All of which is good and well, but I am not making an argument for science, I am making an argument that a truth holds no universal claim.
And I am making an argument that there is a universal claim to truth, and it is science.
It something that you believe or recognize to be true. You cannot vote truth. You can say someone is wrong, but does that necessarily change their opinion, do you change their opinion? No they do.
This argument only applies if they think they're right. In the case of the colorblind, they should be familiar with their problem, and that they do not perceive in the same way a "normal" person does. Their truth and the universal truth can coexist.
You could say green is green all day, but they could say green is red and they could believe it to be true and if you were to ask them if it were true they would say yes. In their reference frame green is red. In their reference frame, the laws of physics may not even exist.

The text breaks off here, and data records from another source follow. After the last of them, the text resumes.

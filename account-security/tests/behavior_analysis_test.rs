//! Behavioral analysis, baseline creation, and compliance reporting.

mod common;

use chrono::{DateTime, Duration, Utc};
use std::sync::Arc;
use tokio_util::sync::CancellationToken;
use uuid::Uuid;

use account_security::error::SecurityError;
use account_security::models::{ActivityEvent, PasswordPolicy, PolicyScope, UserRef};
use account_security::services::{AnalysisOutcome, BaselineOutcome, BehaviorAnomalyKind, NoopAlertSink};
use account_security::store::MemoryStore;
use account_security::SecurityEngine;

use common::{build_engine, FixedGeoResolver};

fn engine_over(store: Arc<MemoryStore>) -> SecurityEngine {
    build_engine(store, Arc::new(FixedGeoResolver::default()), Arc::new(NoopAlertSink))
}

/// Seed `count` events for one user on the day `days_ago` back from now,
/// cycling through the given hours.
async fn seed_events(
    store: &MemoryStore,
    user_id: Uuid,
    action: &str,
    count: usize,
    days_ago: i64,
    hours: &[u32],
) {
    let day = (Utc::now() - Duration::days(days_ago)).date_naive();
    for i in 0..count {
        let hour = hours[i % hours.len()];
        let ts: DateTime<Utc> = day
            .and_hms_opt(hour, (i % 60) as u32, 0)
            .unwrap()
            .and_utc();
        store
            .add_activity(ActivityEvent::new(user_id, action, ts))
            .await;
    }
}

#[tokio::test]
async fn test_zero_activity_is_insufficient_data_not_an_error() {
    let store = Arc::new(MemoryStore::new());
    let engine = engine_over(store.clone());

    let outcome = engine
        .analyze_user_behavior(Uuid::new_v4(), None, None)
        .await
        .unwrap();
    assert!(matches!(outcome, AnalysisOutcome::InsufficientData));
}

#[tokio::test]
async fn test_report_contains_distributions_and_top_actions() {
    let store = Arc::new(MemoryStore::new());
    let engine = engine_over(store.clone());
    let user_id = Uuid::new_v4();

    seed_events(&store, user_id, "RECORD_VIEW", 12, 5, &[9, 10]).await;
    seed_events(&store, user_id, "RECORD_EDIT", 4, 4, &[14]).await;

    let outcome = engine
        .analyze_user_behavior(user_id, Some(30), None)
        .await
        .unwrap();
    let report = match outcome {
        AnalysisOutcome::Report(report) => report,
        other => panic!("expected report, got {:?}", other),
    };

    assert_eq!(report.total_events, 16);
    assert_eq!(report.hourly_distribution.len(), 24);
    assert_eq!(report.weekday_distribution.len(), 7);
    assert_eq!(report.top_actions[0].action, "RECORD_VIEW");
    assert_eq!(report.top_actions[0].count, 12);
    assert_eq!(report.top_actions[0].percentage, 75.0);
    // No usable history: anomaly detection skipped, not failed.
    assert!(report.anomalies.is_empty());
}

#[tokio::test]
async fn test_anomalies_against_historical_baseline() {
    let store = Arc::new(MemoryStore::new());
    let engine = engine_over(store.clone());
    let user_id = Uuid::new_v4();

    // History: 12 quiet morning events spread over the 90 days preceding
    // the window.
    for i in 0..12u32 {
        let ts = (Utc::now() - Duration::days(35 + (i as i64 * 7)))
            .date_naive()
            .and_hms_opt(9, 0, 0)
            .unwrap()
            .and_utc();
        store
            .add_activity(ActivityEvent::new(user_id, "RECORD_VIEW", ts))
            .await;
    }

    // Window: a burst of late-night activity including an action never
    // seen before.
    for i in 0..40u32 {
        let ts = (Utc::now() - Duration::days(1))
            .date_naive()
            .and_hms_opt(23, i % 60, 0)
            .unwrap()
            .and_utc();
        store
            .add_activity(ActivityEvent::new(user_id, "BULK_DOWNLOAD_RECORDS", ts))
            .await;
    }

    let outcome = engine
        .analyze_user_behavior(user_id, Some(30), None)
        .await
        .unwrap();
    let report = match outcome {
        AnalysisOutcome::Report(report) => report,
        other => panic!("expected report, got {:?}", other),
    };

    let kinds: Vec<BehaviorAnomalyKind> = report.anomalies.iter().map(|a| a.kind).collect();
    assert!(kinds.contains(&BehaviorAnomalyKind::UnusualActivityVolume));
    assert!(kinds.contains(&BehaviorAnomalyKind::NewActions));
    assert!(kinds.contains(&BehaviorAnomalyKind::UnusualTimePattern));

    // Two mediums and a low, plus 5 for the sensitive BULK_DOWNLOAD action
    // in the top-20.
    assert_eq!(report.risk_score, 30);
    // One recommendation per anomaly kind; score is below the tier lines.
    assert_eq!(report.recommendations.len(), 3);
}

#[tokio::test]
async fn test_analyze_honors_cancellation() {
    let store = Arc::new(MemoryStore::new());
    let engine = engine_over(store.clone());
    let user_id = Uuid::new_v4();
    store
        .add_activity(ActivityEvent::new(
            user_id,
            "RECORD_VIEW",
            Utc::now() - Duration::days(2),
        ))
        .await;

    let token = CancellationToken::new();
    token.cancel();
    let err = engine
        .analyze_user_behavior(user_id, None, Some(&token))
        .await
        .unwrap_err();
    assert!(matches!(err, SecurityError::Cancelled));
}

#[tokio::test]
async fn test_baseline_requires_fifty_events() {
    let store = Arc::new(MemoryStore::new());
    let engine = engine_over(store.clone());
    let user_id = Uuid::new_v4();

    for i in 0..49u32 {
        let ts = Utc::now() - Duration::days((i % 80) as i64) - Duration::hours(1);
        store
            .add_activity(ActivityEvent::new(user_id, "RECORD_VIEW", ts))
            .await;
    }

    match engine.create_baseline(user_id).await.unwrap() {
        BaselineOutcome::InsufficientData { found, required } => {
            assert_eq!(found, 49);
            assert_eq!(required, 50);
        }
        other => panic!("expected insufficient data, got {:?}", other),
    }
}

#[tokio::test]
async fn test_baseline_snapshot_is_persisted() {
    let store = Arc::new(MemoryStore::new());
    let engine = engine_over(store.clone());
    let user_id = Uuid::new_v4();

    // 60 events at hour 9, 30 at hour 14, over the trailing 90 days.
    // Days start at 1 so no event lands in the future today.
    for i in 0..60u32 {
        let ts = (Utc::now() - Duration::days((i % 85) as i64 + 1))
            .date_naive()
            .and_hms_opt(9, 30, 0)
            .unwrap()
            .and_utc();
        store
            .add_activity(ActivityEvent::new(user_id, "RECORD_VIEW", ts))
            .await;
    }
    for i in 0..30u32 {
        let ts = (Utc::now() - Duration::days((i % 85) as i64 + 1))
            .date_naive()
            .and_hms_opt(14, 15, 0)
            .unwrap()
            .and_utc();
        store
            .add_activity(ActivityEvent::new(user_id, "RECORD_EDIT", ts))
            .await;
    }

    let baseline = match engine.create_baseline(user_id).await.unwrap() {
        BaselineOutcome::Created(baseline) => baseline,
        other => panic!("expected created, got {:?}", other),
    };
    assert_eq!(baseline.data_points, 90);
    assert_eq!(baseline.common_actions[0], "RECORD_VIEW");
    assert!(baseline.typical_hours.contains(&9));
    assert!(baseline.typical_hours.contains(&14));
    assert!(!baseline.typical_hours.contains(&3));

    use account_security::store::SecurityStore;
    let stored = store.latest_baseline(user_id).await.unwrap().unwrap();
    assert_eq!(stored.baseline_id, baseline.baseline_id);
}

#[tokio::test]
async fn test_compliance_report_buckets_users() {
    let store = Arc::new(MemoryStore::new());
    let engine = engine_over(store.clone());

    let mut policy = PasswordPolicy::new("rotating", PolicyScope::System);
    policy.max_age_days = Some(30);
    engine.create_policy(policy).await.unwrap();

    let fresh = UserRef::new(Uuid::new_v4());
    let expired = UserRef::new(Uuid::new_v4());
    let never = UserRef::new(Uuid::new_v4());
    for user in [&fresh, &expired, &never] {
        store.add_user(user.clone()).await;
    }
    store
        .add_password_history(fresh.user_id, "hashed:a", Utc::now() - Duration::days(3))
        .await;
    store
        .add_password_history(expired.user_id, "hashed:b", Utc::now() - Duration::days(90))
        .await;

    let report = engine.get_compliance_report().await.unwrap();
    assert_eq!(report.total_users, 3);
    assert_eq!(report.compliant_users, 1);
    assert_eq!(report.expired_passwords, 1);
    assert_eq!(report.never_rotated, 1);
    assert_eq!(report.compliance_percentage, 33.33);
}

#[tokio::test]
async fn test_compliance_report_with_no_users_is_fully_compliant() {
    let store = Arc::new(MemoryStore::new());
    let engine = engine_over(store.clone());

    let report = engine.get_compliance_report().await.unwrap();
    assert_eq!(report.total_users, 0);
    assert_eq!(report.compliance_percentage, 100.0);
}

You seem like a smart guy, and that's why this comment depresses me. This is typical teenager philosophy fare. My brother makes this argument all the time. I just look at him sideways and tell him to do his science homework.
When I start seeing kids floating into the sky because they believe really hard, maybe I'll change my mind, but for now I call bull**** on your philosophy. You can't change reality with a frame of reference. You'll still get dragged down by gravity.
Because a truth is an idea, and all of our ideas are inherently flawed no two frames of references will hold all the same truths. So which frame of reference is true? Both of them to their respective holders.
So if you flip a coin, no two people will think it landed on the same side? How many sides do your coins have?
Science does not prove green to be green. It proves that a certain wavelength of light will be perceived the same way as long as a reference frame has not been changed. For example, in reference frame A the length of a photon could be 1032 nanometers but in another frame of reference it could be 531 nanometeres easily, depending on the physical attributes of that reference frame.
Science proves that all shades of the exact same color have the same wavelength. What our brains perceive that color as depends on the brain, but science can account for that, too. Then there's all that relativity stuff, where light is a constant speed regardless of relative frame. Actually, relativity sort of kills your "no two frames the same" argument because of that. Also, photons have no length
If there is an absolute truth, again I don't think there is a scientific argument for absolute truth, because there is no evidence explicitly saying there is or even suggesting it. In fact, even if it does exist, science definitely suggests that we will never know it, for it could exist in some demension we could not comprehend, as we only live in 3.
Well, I do. Huh, I guess our frames of reference are just different, so we're both spot on accurate in our assumptions.